Pero Jane tuvo un momento de inspiración. Volvió a meter la mano en el bolso, sacó sus impresionantes gafas y se las puso.

– ¿Mejor así? -preguntó ella.

Gil lanzó una temblorosa carcajada.

– Bendita seas por la fe que tienes en mí -dijo él-. No puedes imaginar lo que significa tener una oportunidad real de que mi sueño…

– Nada de sentimentalismos, vas a pagar intereses -dijo Jane con firmeza.

– Por supuesto, señorita Landers.

– Mañana te enviaré los papeles. ¿Dónde vas a estar?

– Tengo que ir a comprar algunas cosas por la mañana, pero estaré de vuelta en Wellhampton al mediodía. En el mismo sitio de antes -Gil se la quedó mirando un momento-. Jane… perdón, señorita Landers, ¿le importaría quitarse esas gafas? Hay cosas que no puedo hacer con una directora de un banco.

– ¿Qué? -preguntó ella mientras se las quitaba.

– Esto -contestó Gil al tiempo que la estrechaba en sus brazos.

Jane lo había esperado, pero, a pesar de ello, la tomó por sorpresa. No fue como la noche anterior, en una situación inhibida. No había nada que pudiera inhibirle en ese momento. Fue un beso que sacudió la tierra a sus pies, que le habló de deseo y pasión por una mujer. Aquél era un Gil acostumbrado a dar órdenes, obligándola en silencio a responder. Jane se regocijó en el placer que le produjo.

Nunca antes había experimentado lo que era la pasión ni sabía nada sobre ese loco deseo por un hombre que la encantaba y la hipnotizaba. Se creía una persona tranquila y paciente, una mujer que se dejaba guiar por la razón, no por el corazón. Pero sus sentidos no reconocieron esa regla, perdieron el control con cada caricia de las manos y los labios de Gil, pidiendo más, exigiendo más.

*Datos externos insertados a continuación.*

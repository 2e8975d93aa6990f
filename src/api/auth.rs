//! Bearer-token authentication.
//!
//! Tokens are issued by the external auth service, which also writes the
//! `sessions` table. This side only checks them.

use async_trait::async_trait;
use axum::http::header::AUTHORIZATION;
use axum::http::request::Parts;
use axum::http::HeaderMap;
use axum::extract::FromRequestParts;
use chrono::{DateTime, Utc};
use sqlx::PgPool;
use thiserror::Error;
use uuid::Uuid;

use crate::api::error::ApiError;
use crate::api::AppState;

#[derive(Clone, Copy, Debug, PartialEq, Eq)]
pub enum Role {
    User,
    Admin,
}

impl Role {
    pub fn parse(s: &str) -> Option<Self> {
        match s {
            "user" => Some(Self::User),
            "admin" => Some(Self::Admin),
            _ => None,
        }
    }
}

/// Who a valid token belongs to.
#[derive(Clone, Copy, Debug, PartialEq, Eq)]
pub struct Principal {
    pub subject_id: Uuid,
    pub role: Role,
}

#[derive(Debug, Error)]
pub enum AuthError {
    #[error("missing or invalid authorization header")]
    MissingToken,

    #[error("invalid or expired token")]
    InvalidToken,

    #[error("session is inactive")]
    Inactive,

    #[error("user is blocked")]
    Blocked,

    #[error("{0} access required")]
    WrongRole(&'static str),

    #[error("failed to validate token: {0}")]
    Database(#[from] sqlx::Error),
}

#[async_trait]
pub trait Authenticator: Send + Sync {
    async fn authenticate(&self, token: &str) -> Result<Principal, AuthError>;
}

#[derive(Debug, sqlx::FromRow)]
struct SessionRow {
    subject_id: Uuid,
    role: String,
    status: String,
    expires_at: DateTime<Utc>,
    is_blocked: Option<bool>,
}

impl SessionRow {
    fn check(self, now: DateTime<Utc>) -> Result<Principal, AuthError> {
        let role = Role::parse(&self.role).ok_or(AuthError::InvalidToken)?;
        if self.expires_at <= now {
            return Err(AuthError::InvalidToken);
        }
        if self.status != "active" {
            return Err(AuthError::Inactive);
        }
        if role == Role::User {
            match self.is_blocked {
                None => return Err(AuthError::InvalidToken),
                Some(true) => return Err(AuthError::Blocked),
                Some(false) => {}
            }
        }
        Ok(Principal { subject_id: self.subject_id, role })
    }
}

/// Looks tokens up in the `sessions` table.
#[derive(Debug, Clone)]
pub struct PgSessionAuthenticator {
    pool: PgPool,
}

impl PgSessionAuthenticator {
    pub fn new(pool: PgPool) -> Self { Self { pool } }
}

#[async_trait]
impl Authenticator for PgSessionAuthenticator {
    async fn authenticate(&self, token: &str) -> Result<Principal, AuthError> {
        let row = sqlx::query_as::<_, SessionRow>(
            "SELECT s.subject_id, s.role, s.status, s.expires_at, u.is_blocked \
             FROM sessions s LEFT JOIN users u ON u.id = s.subject_id \
             WHERE s.token = $1",
        )
        .bind(token)
        .fetch_optional(&self.pool)
        .await?;

        row.ok_or(AuthError::InvalidToken)?.check(Utc::now())
    }
}

fn extract_bearer_token(headers: &HeaderMap) -> Option<&str> {
    let value = headers.get(AUTHORIZATION)?.to_str().ok()?;
    let mut parts = value.splitn(2, ' ');

    let scheme = parts.next()?;
    let token = parts.next()?.trim();

    if !scheme.eq_ignore_ascii_case("bearer") || token.is_empty() {
        return None;
    }

    Some(token)
}

async fn principal(parts: &Parts, state: &AppState) -> Result<Principal, AuthError> {
    let token = extract_bearer_token(&parts.headers).ok_or(AuthError::MissingToken)?;
    state.auth.authenticate(token).await
}

/// A signed-in, unblocked shopper.
#[derive(Clone, Copy, Debug)]
pub struct CurrentUser(pub Uuid);

#[async_trait]
impl FromRequestParts<AppState> for CurrentUser {
    type Rejection = ApiError;

    async fn from_request_parts(parts: &mut Parts, state: &AppState) -> Result<Self, Self::Rejection> {
        match principal(parts, state).await? {
            Principal { subject_id, role: Role::User } => Ok(Self(subject_id)),
            Principal { role: Role::Admin, .. } => Err(AuthError::WrongRole("user").into()),
        }
    }
}

#[derive(Clone, Copy, Debug)]
pub struct CurrentAdmin(pub Uuid);

#[async_trait]
impl FromRequestParts<AppState> for CurrentAdmin {
    type Rejection = ApiError;

    async fn from_request_parts(parts: &mut Parts, state: &AppState) -> Result<Self, Self::Rejection> {
        match principal(parts, state).await? {
            Principal { subject_id, role: Role::Admin } => Ok(Self(subject_id)),
            Principal { role: Role::User, .. } => Err(AuthError::WrongRole("admin").into()),
        }
    }
}

#[cfg(test)]
mod tests {
    use chrono::Duration;
    use testresult::TestResult;

    use super::*;

    fn session(role: &str, status: &str, expires_in: i64, is_blocked: Option<bool>) -> SessionRow {
        SessionRow {
            subject_id: Uuid::now_v7(),
            role: role.into(),
            status: status.into(),
            expires_at: Utc::now() + Duration::minutes(expires_in),
            is_blocked,
        }
    }

    fn headers(value: &str) -> HeaderMap {
        let mut headers = HeaderMap::new();
        headers.insert(AUTHORIZATION, value.parse().unwrap());
        headers
    }

    #[test]
    fn test_extract_bearer_token() {
        assert_eq!(extract_bearer_token(&headers("Bearer abc123")), Some("abc123"));
        assert_eq!(extract_bearer_token(&headers("bearer  abc123 ")), Some("abc123"));
        assert_eq!(extract_bearer_token(&headers("Basic abc123")), None);
        assert_eq!(extract_bearer_token(&headers("Bearer ")), None);
        assert_eq!(extract_bearer_token(&HeaderMap::new()), None);
    }

    #[test]
    fn test_active_user_session() -> TestResult {
        let row = session("user", "active", 30, Some(false));
        let subject_id = row.subject_id;
        assert_eq!(row.check(Utc::now())?, Principal { subject_id, role: Role::User });
        Ok(())
    }

    #[test]
    fn test_rejected_sessions() {
        let now = Utc::now();
        assert!(matches!(session("user", "active", -1, Some(false)).check(now), Err(AuthError::InvalidToken)));
        assert!(matches!(session("user", "inactive", 30, Some(false)).check(now), Err(AuthError::Inactive)));
        assert!(matches!(session("user", "active", 30, Some(true)).check(now), Err(AuthError::Blocked)));
        assert!(matches!(session("user", "active", 30, None).check(now), Err(AuthError::InvalidToken)));
        assert!(matches!(session("root", "active", 30, None).check(now), Err(AuthError::InvalidToken)));
    }

    #[test]
    fn test_admin_needs_no_user_row() -> TestResult {
        let principal = session("admin", "active", 30, None).check(Utc::now())?;
        assert_eq!(principal.role, Role::Admin);
        Ok(())
    }
}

¿Cómo podía mostrarse paciente cuando su cuerpo entero quería devorarlo? Le dio casi miedo descubrir a esa desconocida.

Jane lo miró a los ojos y se dio cuenta de que la pasión de él había escalado tan rápidamente como la suya.

– Gil… -susurró ella.

La voz de Jane pareció recordarle el mundo real. Poco a poco, fue soltándola y ella descubrió que volvía a respirar.